EXERCISE DESCRIPTION:
Gather each line containing the string "debug" from these entries.

◇ ◇ ◇ ◇ ◇ ◇ ◇

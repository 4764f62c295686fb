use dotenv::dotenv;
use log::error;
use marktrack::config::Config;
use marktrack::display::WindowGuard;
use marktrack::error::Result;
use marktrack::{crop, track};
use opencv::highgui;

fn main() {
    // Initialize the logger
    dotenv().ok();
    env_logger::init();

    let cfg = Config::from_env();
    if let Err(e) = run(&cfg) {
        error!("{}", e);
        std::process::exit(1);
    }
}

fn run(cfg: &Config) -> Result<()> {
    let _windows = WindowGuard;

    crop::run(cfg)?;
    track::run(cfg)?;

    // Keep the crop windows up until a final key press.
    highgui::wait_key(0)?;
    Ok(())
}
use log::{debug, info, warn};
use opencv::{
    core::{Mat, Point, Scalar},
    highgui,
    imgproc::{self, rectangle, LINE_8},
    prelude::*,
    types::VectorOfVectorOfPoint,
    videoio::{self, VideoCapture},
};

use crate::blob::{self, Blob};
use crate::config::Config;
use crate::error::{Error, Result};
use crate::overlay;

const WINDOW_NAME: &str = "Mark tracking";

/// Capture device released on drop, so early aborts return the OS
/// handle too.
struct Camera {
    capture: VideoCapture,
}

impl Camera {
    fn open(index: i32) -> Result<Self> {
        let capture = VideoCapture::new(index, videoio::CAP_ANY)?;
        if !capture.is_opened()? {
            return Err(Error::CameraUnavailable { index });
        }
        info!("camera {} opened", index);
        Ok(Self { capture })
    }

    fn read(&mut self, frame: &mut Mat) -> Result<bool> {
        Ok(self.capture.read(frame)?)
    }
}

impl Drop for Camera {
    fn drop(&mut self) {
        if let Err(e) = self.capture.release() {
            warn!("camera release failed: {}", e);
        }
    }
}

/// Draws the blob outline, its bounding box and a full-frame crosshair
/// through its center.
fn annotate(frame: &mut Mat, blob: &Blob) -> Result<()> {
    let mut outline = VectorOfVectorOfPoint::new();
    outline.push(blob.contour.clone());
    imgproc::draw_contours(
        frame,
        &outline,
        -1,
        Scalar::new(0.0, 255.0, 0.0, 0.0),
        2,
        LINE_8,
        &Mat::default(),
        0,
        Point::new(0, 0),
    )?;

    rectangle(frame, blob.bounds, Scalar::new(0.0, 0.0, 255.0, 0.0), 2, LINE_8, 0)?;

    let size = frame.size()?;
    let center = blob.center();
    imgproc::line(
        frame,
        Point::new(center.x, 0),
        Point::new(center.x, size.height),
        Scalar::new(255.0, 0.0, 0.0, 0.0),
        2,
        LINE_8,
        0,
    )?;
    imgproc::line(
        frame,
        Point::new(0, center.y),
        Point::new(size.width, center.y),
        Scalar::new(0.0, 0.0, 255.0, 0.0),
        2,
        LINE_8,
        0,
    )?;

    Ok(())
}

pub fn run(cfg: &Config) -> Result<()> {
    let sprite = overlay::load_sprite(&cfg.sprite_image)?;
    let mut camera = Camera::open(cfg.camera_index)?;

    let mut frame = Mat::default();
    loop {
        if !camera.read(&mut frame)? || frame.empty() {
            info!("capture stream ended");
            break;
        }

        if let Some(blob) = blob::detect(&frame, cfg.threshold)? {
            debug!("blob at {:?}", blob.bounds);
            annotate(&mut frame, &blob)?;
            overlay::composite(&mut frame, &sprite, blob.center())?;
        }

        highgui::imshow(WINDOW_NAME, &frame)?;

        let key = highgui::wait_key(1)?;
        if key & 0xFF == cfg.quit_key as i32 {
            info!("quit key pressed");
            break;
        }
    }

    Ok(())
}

◇ ◇ ◇ ◇ ◇ ◇ ◇

RESULT OF THE EXERCISE:
use log::{debug, info, warn};
            debug!("blob at {:?}", blob.bounds);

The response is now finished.